Exercise description: The answer must consist of every line from the entries below that contains the word "statements".

Stored items:
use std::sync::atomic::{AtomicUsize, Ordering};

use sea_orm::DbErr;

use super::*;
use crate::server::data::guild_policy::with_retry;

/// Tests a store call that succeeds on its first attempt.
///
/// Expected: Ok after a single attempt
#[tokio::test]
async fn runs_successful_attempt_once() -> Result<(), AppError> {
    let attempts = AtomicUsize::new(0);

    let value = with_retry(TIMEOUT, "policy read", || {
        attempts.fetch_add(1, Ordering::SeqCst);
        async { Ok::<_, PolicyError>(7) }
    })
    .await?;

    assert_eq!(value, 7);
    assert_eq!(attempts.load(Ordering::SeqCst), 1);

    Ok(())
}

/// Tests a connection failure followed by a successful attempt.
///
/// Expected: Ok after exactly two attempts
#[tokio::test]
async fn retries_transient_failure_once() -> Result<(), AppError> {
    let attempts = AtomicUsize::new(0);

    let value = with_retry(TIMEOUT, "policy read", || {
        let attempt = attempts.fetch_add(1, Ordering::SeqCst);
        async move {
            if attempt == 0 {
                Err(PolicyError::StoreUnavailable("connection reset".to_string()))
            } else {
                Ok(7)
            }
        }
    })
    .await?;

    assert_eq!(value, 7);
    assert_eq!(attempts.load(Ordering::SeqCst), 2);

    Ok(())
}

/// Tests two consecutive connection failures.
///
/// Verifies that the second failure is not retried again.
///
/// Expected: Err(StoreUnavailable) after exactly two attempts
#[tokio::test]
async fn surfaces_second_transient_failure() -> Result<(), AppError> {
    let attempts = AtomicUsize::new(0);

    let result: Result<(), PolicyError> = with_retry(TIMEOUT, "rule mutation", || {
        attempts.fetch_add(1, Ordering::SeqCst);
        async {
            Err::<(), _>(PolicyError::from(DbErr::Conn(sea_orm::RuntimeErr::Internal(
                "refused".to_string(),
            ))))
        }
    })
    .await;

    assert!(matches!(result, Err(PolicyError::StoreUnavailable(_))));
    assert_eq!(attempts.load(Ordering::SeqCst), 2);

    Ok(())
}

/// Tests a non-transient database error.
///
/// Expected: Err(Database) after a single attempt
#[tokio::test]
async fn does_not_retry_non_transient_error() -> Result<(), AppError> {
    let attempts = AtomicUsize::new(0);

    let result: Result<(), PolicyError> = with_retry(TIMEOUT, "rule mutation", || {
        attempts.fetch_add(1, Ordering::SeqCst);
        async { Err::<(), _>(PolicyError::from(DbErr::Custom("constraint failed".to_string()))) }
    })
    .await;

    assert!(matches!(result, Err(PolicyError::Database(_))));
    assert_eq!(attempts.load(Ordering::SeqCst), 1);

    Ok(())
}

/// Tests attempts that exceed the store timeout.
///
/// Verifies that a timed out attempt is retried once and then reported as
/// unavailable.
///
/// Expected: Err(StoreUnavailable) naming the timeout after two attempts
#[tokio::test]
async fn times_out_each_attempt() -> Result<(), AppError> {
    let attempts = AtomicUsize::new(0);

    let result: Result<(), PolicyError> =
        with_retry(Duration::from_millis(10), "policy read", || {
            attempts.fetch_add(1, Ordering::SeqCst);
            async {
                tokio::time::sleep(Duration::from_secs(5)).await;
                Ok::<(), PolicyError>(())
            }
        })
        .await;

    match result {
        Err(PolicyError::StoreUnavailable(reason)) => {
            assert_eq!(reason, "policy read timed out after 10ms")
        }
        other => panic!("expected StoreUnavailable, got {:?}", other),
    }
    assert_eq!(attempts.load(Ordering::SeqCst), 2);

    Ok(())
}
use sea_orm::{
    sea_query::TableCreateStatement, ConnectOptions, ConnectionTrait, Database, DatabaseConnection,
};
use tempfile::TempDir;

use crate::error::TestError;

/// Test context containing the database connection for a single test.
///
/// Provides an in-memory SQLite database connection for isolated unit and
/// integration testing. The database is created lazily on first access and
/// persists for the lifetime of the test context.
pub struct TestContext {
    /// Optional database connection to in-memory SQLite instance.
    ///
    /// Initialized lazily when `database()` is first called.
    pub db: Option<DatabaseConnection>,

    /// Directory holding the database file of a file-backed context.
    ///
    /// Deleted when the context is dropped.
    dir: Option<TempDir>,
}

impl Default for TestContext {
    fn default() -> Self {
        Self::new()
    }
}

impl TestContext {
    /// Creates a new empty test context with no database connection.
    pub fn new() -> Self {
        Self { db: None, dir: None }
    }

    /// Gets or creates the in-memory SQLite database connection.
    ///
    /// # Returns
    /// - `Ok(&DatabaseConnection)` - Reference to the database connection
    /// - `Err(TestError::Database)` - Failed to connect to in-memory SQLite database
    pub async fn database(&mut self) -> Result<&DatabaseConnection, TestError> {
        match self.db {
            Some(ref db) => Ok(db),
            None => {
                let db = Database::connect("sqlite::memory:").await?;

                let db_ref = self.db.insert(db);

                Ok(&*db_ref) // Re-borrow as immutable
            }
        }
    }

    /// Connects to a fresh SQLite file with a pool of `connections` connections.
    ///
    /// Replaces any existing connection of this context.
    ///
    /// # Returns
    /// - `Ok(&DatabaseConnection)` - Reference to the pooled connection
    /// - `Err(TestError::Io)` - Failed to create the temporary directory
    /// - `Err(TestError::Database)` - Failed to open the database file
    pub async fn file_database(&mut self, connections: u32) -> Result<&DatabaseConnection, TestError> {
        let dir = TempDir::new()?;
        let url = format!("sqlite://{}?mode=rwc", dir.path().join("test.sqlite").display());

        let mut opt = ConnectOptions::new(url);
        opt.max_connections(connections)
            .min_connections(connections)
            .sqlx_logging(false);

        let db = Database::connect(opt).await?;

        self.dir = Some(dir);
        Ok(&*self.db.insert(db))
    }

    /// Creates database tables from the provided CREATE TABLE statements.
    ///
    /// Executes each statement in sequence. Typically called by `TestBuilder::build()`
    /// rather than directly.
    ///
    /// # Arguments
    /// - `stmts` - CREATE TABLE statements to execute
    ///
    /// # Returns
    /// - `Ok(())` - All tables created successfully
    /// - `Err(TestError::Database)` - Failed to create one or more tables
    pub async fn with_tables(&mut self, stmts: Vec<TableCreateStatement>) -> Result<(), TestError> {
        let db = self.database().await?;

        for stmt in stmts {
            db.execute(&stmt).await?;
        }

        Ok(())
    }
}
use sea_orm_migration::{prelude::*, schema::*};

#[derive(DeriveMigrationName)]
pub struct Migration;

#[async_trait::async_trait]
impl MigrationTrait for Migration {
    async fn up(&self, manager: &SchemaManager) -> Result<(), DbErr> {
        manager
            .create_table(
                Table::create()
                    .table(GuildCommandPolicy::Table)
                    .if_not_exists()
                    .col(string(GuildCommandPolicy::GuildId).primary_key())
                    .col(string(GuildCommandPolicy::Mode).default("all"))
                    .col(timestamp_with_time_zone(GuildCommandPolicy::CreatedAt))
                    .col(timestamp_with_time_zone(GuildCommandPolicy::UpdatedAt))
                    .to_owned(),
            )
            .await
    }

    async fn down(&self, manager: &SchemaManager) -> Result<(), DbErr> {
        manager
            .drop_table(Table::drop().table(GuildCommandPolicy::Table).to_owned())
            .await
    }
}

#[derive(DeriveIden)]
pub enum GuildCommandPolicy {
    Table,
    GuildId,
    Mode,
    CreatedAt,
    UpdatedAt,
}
* * *
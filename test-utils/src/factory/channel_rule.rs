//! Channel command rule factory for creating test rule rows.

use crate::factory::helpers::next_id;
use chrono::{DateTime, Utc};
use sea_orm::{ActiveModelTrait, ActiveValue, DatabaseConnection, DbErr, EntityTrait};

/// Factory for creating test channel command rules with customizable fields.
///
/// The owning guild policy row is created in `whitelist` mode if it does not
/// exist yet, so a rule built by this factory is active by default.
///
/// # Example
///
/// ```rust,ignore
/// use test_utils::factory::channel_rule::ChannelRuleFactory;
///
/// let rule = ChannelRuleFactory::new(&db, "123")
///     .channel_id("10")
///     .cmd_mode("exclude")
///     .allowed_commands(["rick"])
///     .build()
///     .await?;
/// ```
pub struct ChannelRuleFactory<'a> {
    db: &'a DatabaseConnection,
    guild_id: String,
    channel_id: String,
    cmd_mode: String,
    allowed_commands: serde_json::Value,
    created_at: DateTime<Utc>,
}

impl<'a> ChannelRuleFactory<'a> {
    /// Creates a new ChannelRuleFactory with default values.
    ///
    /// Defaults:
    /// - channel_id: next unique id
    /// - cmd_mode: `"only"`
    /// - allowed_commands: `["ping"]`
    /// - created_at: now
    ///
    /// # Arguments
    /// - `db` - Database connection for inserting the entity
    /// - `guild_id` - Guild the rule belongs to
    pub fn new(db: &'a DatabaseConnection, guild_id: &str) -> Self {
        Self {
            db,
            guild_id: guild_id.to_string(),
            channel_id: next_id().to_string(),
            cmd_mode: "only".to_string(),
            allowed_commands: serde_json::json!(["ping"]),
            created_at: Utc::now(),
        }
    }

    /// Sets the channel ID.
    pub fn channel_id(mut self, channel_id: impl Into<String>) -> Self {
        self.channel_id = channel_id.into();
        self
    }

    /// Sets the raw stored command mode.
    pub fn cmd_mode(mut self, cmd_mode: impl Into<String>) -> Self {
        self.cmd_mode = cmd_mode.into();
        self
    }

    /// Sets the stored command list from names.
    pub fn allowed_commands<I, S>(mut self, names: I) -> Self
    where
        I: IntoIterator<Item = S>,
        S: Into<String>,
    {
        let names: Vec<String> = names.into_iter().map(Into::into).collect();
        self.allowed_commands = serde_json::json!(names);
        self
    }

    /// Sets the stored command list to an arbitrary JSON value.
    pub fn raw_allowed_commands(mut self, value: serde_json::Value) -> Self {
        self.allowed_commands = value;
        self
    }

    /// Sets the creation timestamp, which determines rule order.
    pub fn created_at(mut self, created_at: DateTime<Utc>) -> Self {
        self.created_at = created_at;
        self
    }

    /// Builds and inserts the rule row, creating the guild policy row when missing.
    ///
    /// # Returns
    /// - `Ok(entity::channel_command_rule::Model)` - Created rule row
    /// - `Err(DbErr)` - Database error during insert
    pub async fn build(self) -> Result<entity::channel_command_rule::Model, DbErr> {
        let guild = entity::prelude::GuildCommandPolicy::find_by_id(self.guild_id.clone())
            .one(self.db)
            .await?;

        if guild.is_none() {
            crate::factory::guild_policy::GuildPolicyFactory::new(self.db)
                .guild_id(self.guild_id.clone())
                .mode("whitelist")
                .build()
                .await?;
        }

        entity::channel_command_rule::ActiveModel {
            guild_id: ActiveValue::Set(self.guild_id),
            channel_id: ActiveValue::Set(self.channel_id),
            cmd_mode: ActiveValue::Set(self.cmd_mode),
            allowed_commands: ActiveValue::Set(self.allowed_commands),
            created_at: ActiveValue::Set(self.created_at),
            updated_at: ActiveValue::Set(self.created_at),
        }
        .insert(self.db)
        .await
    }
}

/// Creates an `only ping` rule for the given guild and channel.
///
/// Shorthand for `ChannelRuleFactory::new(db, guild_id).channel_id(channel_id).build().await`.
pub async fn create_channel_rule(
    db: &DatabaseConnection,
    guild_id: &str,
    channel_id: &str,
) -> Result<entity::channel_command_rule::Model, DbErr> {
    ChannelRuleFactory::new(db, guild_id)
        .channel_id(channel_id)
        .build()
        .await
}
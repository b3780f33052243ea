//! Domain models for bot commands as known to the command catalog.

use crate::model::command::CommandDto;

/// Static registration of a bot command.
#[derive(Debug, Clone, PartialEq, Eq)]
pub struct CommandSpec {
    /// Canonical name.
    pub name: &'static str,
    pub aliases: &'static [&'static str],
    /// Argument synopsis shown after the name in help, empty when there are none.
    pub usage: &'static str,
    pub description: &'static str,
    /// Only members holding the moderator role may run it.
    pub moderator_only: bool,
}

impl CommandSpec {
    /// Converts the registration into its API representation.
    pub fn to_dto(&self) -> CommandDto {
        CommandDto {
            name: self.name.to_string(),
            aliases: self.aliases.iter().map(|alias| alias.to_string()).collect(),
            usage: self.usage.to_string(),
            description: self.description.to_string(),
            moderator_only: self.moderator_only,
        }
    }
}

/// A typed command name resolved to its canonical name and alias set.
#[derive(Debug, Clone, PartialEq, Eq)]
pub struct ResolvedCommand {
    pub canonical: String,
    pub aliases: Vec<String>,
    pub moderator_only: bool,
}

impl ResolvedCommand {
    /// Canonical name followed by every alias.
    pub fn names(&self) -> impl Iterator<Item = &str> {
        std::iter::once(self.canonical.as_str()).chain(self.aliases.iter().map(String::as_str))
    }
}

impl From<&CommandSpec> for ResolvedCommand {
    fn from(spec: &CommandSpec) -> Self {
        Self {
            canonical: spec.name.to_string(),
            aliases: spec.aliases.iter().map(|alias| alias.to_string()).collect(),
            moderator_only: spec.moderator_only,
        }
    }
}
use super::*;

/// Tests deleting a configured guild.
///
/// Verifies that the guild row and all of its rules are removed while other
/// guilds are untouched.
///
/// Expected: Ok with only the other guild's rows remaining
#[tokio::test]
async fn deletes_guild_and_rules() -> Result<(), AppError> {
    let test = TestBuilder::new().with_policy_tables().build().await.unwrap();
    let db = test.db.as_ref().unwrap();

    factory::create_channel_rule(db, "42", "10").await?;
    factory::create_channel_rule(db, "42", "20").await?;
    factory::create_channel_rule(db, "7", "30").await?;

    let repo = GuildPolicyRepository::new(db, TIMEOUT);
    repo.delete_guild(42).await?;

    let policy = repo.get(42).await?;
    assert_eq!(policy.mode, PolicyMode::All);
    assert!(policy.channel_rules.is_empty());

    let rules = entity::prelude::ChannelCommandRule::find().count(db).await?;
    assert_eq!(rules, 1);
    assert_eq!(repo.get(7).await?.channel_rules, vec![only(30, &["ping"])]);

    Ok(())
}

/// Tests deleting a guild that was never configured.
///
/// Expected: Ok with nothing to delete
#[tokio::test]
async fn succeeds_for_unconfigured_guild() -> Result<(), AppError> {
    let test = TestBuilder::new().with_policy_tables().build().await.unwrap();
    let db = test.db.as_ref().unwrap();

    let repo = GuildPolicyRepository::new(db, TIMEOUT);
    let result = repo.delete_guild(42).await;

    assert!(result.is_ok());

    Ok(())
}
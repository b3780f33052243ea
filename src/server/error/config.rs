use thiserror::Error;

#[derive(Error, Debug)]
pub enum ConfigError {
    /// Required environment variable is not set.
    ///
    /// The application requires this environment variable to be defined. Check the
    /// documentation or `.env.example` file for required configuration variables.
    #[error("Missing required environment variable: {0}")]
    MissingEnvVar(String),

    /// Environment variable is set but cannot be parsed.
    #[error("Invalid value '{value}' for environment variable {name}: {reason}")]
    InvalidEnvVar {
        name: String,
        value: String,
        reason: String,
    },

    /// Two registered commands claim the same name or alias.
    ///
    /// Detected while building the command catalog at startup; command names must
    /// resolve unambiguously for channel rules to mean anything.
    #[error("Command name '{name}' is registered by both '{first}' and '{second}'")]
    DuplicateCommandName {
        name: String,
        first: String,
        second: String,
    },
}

Written response:
    /// Creates database tables from the provided CREATE TABLE statements.
    /// - `stmts` - CREATE TABLE statements to execute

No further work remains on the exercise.